**PROBLEM REQUIREMENTS:** Complete, exact copies of all entries are needed.

**DATASET RECORDS:**
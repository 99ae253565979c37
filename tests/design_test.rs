//! Tests for the published design: traversal, lookups and rendering

use archdsl::domain::{ElementKind, ErrorKind};
use archdsl::eval::{build, build_with, Design};
use archdsl::{EvalError, Settings};

fn shop() -> Design {
    build(|dsl| {
        dsl.workspace_described("Shop", "Online shop", |dsl| {
            dsl.version("2.1");
            dsl.enterprise("Acme");
            dsl.person("Customer", |dsl| dsl.external());
            dsl.software_system("Checkout", |dsl| {
                dsl.tag("critical", &[]);
                dsl.container("Api", |dsl| {
                    dsl.component("Cart", |_| {});
                    dsl.component("Payment", |_| {});
                });
                dsl.container("Db", |_| {});
            });
            dsl.deployment_node("Prod", |dsl| {
                dsl.container_instance("Api", |dsl| {
                    dsl.health_check("ping", |dsl| dsl.url("https://shop.example.com/health"));
                });
            });
        })
    })
    .into_result()
    .expect("valid design")
}

// ============================================================
// Traversal
// ============================================================

#[test]
fn given_design_when_iterating_then_preorder_follows_declaration_order() {
    // Arrange
    let design = shop();

    // Act
    let names: Vec<_> = design
        .iter()
        .map(|(_, slot)| slot.node.name().to_string())
        .collect();

    // Assert
    assert_eq!(
        names,
        vec!["Shop", "Customer", "Checkout", "Api", "Cart", "Payment", "Db", "Prod", "Api", "ping"]
    );
    assert_eq!(design.len(), 10);
}

#[test]
fn given_design_when_iterating_postorder_then_workspace_comes_last() {
    let design = shop();

    let kinds: Vec<_> = design.iter_postorder().map(|(_, slot)| slot.node.kind()).collect();

    assert_eq!(kinds.first(), Some(&ElementKind::Person));
    assert_eq!(kinds.last(), Some(&ElementKind::Workspace));
}

#[test]
fn given_design_when_collecting_leaves_then_returns_elements_without_children() {
    let design = shop();

    assert_eq!(
        design.leaf_names(),
        vec!["Customer", "Cart", "Payment", "Db", "ping"]
    );
    assert_eq!(design.depth(), 4);
}

// ============================================================
// Lookups
// ============================================================

#[test]
fn given_same_name_for_different_kinds_when_finding_then_kind_disambiguates() {
    let design = shop();

    let container = design.find(ElementKind::Container, "Api").unwrap();
    let instance = design.find(ElementKind::ContainerInstance, "Api").unwrap();

    assert_ne!(container, instance);
    let checkout = design.find(ElementKind::SoftwareSystem, "Checkout").unwrap();
    assert_eq!(design.parent(container), Some(checkout));
    assert_eq!(design.parent(design.root()), None);
    assert!(design.find(ElementKind::Person, "Checkout").is_none());
}

#[test]
fn given_workspace_when_reading_then_header_fields_are_set() {
    let design = shop();

    let workspace = design.workspace().unwrap();
    assert_eq!(workspace.name, "Shop");
    assert_eq!(workspace.description, "Online shop");
    assert_eq!(workspace.version.as_deref(), Some("2.1"));
    assert_eq!(workspace.enterprise.as_ref().map(|e| e.name.as_str()), Some("Acme"));
}

// ============================================================
// Rendering
// ============================================================

#[test]
fn given_design_when_displayed_then_renders_one_line_per_element() {
    let design = shop();

    let rendered = design.to_string();
    let lines: Vec<_> = rendered.lines().collect();

    assert_eq!(lines.len(), 10, "{rendered}");
    assert_eq!(lines[0], "workspace \"Shop\" v2.1 enterprise=\"Acme\"");
    assert!(lines[1].ends_with("person \"Customer\" [external]"), "{rendered}");
    assert!(lines[2].ends_with("software system \"Checkout\" tags=critical"), "{rendered}");
    assert!(
        lines[9].ends_with("health check \"ping\" url=https://shop.example.com/health"),
        "{rendered}"
    );
}

// ============================================================
// Build outcome
// ============================================================

#[test]
fn given_diagnostics_in_strict_mode_when_converting_then_build_error_carries_them() {
    // Act
    let err = build(|dsl| {
        dsl.workspace(|dsl| {
            dsl.tag("misplaced", &[]);
            dsl.url("nope nope");
        })
    })
    .into_result()
    .unwrap_err();

    // Assert
    let diagnostics = err.diagnostics().expect("build error");
    assert_eq!(diagnostics.len(), 2);
    assert!(matches!(err, EvalError::Build { count: 2, .. }));
    assert!(err.to_string().starts_with("build failed with 2 diagnostic(s)"));
}

#[test]
fn given_diagnostics_in_lenient_mode_when_converting_then_design_is_returned() {
    let settings = Settings {
        strict: false,
        ..Settings::default()
    };

    let output = build_with(settings, |dsl| {
        dsl.workspace_named("W", |dsl| dsl.external());
    });

    assert_eq!(output.diagnostics.count(ErrorKind::IncompatibleContext), 1);
    assert_eq!(output.into_result().unwrap().workspace().unwrap().name, "W");
}

#[test]
fn given_lenient_mode_without_workspace_when_converting_then_build_error() {
    let settings = Settings {
        strict: false,
        ..Settings::default()
    };

    let err = build_with(settings, |dsl| dsl.tag("orphan", &[]))
        .into_result()
        .unwrap_err();

    assert_eq!(err.diagnostics().map(|d| d.len()), Some(1));
}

**OUTPUT FOR THIS EXERCISE:**
repository 99ae253565979c37
filename tests/design_test.rs
//! Tests for the published design: traversal, lookups and rendering

use archdsl::domain::{ElementKind, ErrorKind};
use archdsl::eval::{build, build_with, Design};
use archdsl::{EvalError, Settings};

fn shop() -> Design {
    build(|dsl| {
        dsl.workspace_described("Shop", "Online shop", |dsl| {
            dsl.version("2.1");
            dsl.enterprise("Acme");
            dsl.person("Customer", |dsl| dsl.external());
            dsl.software_system("Checkout", |dsl| {
                dsl.tag("critical", &[]);
                dsl.container("Api", |dsl| {
                    dsl.component("Cart", |_| {});
                    dsl.component("Payment", |_| {});
                });
                dsl.container("Db", |_| {});
            });
            dsl.deployment_node("Prod", |dsl| {
                dsl.container_instance("Api", |dsl| {
                    dsl.health_check("ping", |dsl| dsl.url("https://shop.example.com/health"));
                });
            });
        })
    })
    .into_result()
    .expect("valid design")
}

// ============================================================
// Traversal
// ============================================================

#[test]
fn given_design_when_iterating_then_preorder_follows_declaration_order() {
    // Arrange
    let design = shop();

    // Act
    let names: Vec<_> = design
        .iter()
        .map(|(_, slot)| slot.node.name().to_string())
        .collect();

    // Assert
    assert_eq!(
        names,
        vec!["Shop", "Customer", "Checkout", "Api", "Cart", "Payment", "Db", "Prod", "Api", "ping"]
    );
    assert_eq!(design.len(), 10);
}

#[test]
fn given_design_when_iterating_postorder_then_workspace_comes_last() {
    let design = shop();

    let kinds: Vec<_> = design.iter_postorder().map(|(_, slot)| slot.node.kind()).collect();

    assert_eq!(kinds.first(), Some(&ElementKind::Person));
    assert_eq!(kinds.last(), Some(&ElementKind::Workspace));
}

#[test]
fn given_design_when_collecting_leaves_then_returns_elements_without_children() {
    let design = shop();

    assert_eq!(
        design.leaf_names(),
        vec!["Customer", "Cart", "Payment", "Db", "ping"]
    );
    assert_eq!(design.depth(), 4);
}

// ============================================================
// Lookups
// ============================================================

#[test]
fn given_same_name_for_different_kinds_when_finding_then_kind_disambiguates() {
    let design = shop();

    let container = design.find(ElementKind::Container, "Api").unwrap();
    let instance = design.find(ElementKind::ContainerInstance, "Api").unwrap();

    assert_ne!(container, instance);
    let checkout = design.find(ElementKind::SoftwareSystem, "Checkout").unwrap();
    assert_eq!(design.parent(container), Some(checkout));
    assert_eq!(design.parent(design.root()), None);
    assert!(design.find(ElementKind::Person, "Checkout").is_none());
}

#[test]
fn given_workspace_when_reading_then_header_fields_are_set() {
    let design = shop();

    let workspace = design.workspace().unwrap();
    assert_eq!(workspace.name, "Shop");
    assert_eq!(workspace.description, "Online shop");
    assert_eq!(workspace.version.as_deref(), Some("2.1"));
    assert_eq!(workspace.enterprise.as_ref().map(|e| e.name.as_str()), Some("Acme"));
}

// ============================================================
// Rendering
// ============================================================

#[test]
fn given_design_when_displayed_then_renders_one_line_per_element() {
    let design = shop();

    let rendered = design.to_string();
    let lines: Vec<_> = rendered.lines().collect();

    assert_eq!(lines.len(), 10, "{rendered}");
    assert_eq!(lines[0], "workspace \"Shop\" v2.1 enterprise=\"Acme\"");
    assert!(lines[1].ends_with("person \"Customer\" [external]"), "{rendered}");
    assert!(lines[2].ends_with("software system \"Checkout\" tags=critical"), "{rendered}");
    assert!(
        lines[9].ends_with("health check \"ping\" url=https://shop.example.com/health"),
        "{rendered}"
    );
}

// ============================================================
// Build outcome
// ============================================================

#[test]
fn given_diagnostics_in_strict_mode_when_converting_then_build_error_carries_them() {
    // Act
    let err = build(|dsl| {
        dsl.workspace(|dsl| {
            dsl.tag("misplaced", &[]);
            dsl.url("nope nope");
        })
    })
    .into_result()
    .unwrap_err();

    // Assert
    let diagnostics = err.diagnostics().expect("build error");
    assert_eq!(diagnostics.len(), 2);
    assert!(matches!(err, EvalError::Build { count: 2, .. }));
    assert!(err.to_string().starts_with("build failed with 2 diagnostic(s)"));
}

#[test]
fn given_diagnostics_in_lenient_mode_when_converting_then_design_is_returned() {
    let settings = Settings {
        strict: false,
        ..Settings::default()
    };

    let output = build_with(settings, |dsl| {
        dsl.workspace_named("W", |dsl| dsl.external());
    });

    assert_eq!(output.diagnostics.count(ErrorKind::IncompatibleContext), 1);
    assert_eq!(output.into_result().unwrap().workspace().unwrap().name, "W");
}

#[test]
fn given_lenient_mode_without_workspace_when_converting_then_build_error() {
    let settings = Settings {
        strict: false,
        ..Settings::default()
    };

    let err = build_with(settings, |dsl| dsl.tag("orphan", &[]))
        .into_result()
        .unwrap_err();

    assert_eq!(err.diagnostics().map(|d| d.len()), Some(1));
}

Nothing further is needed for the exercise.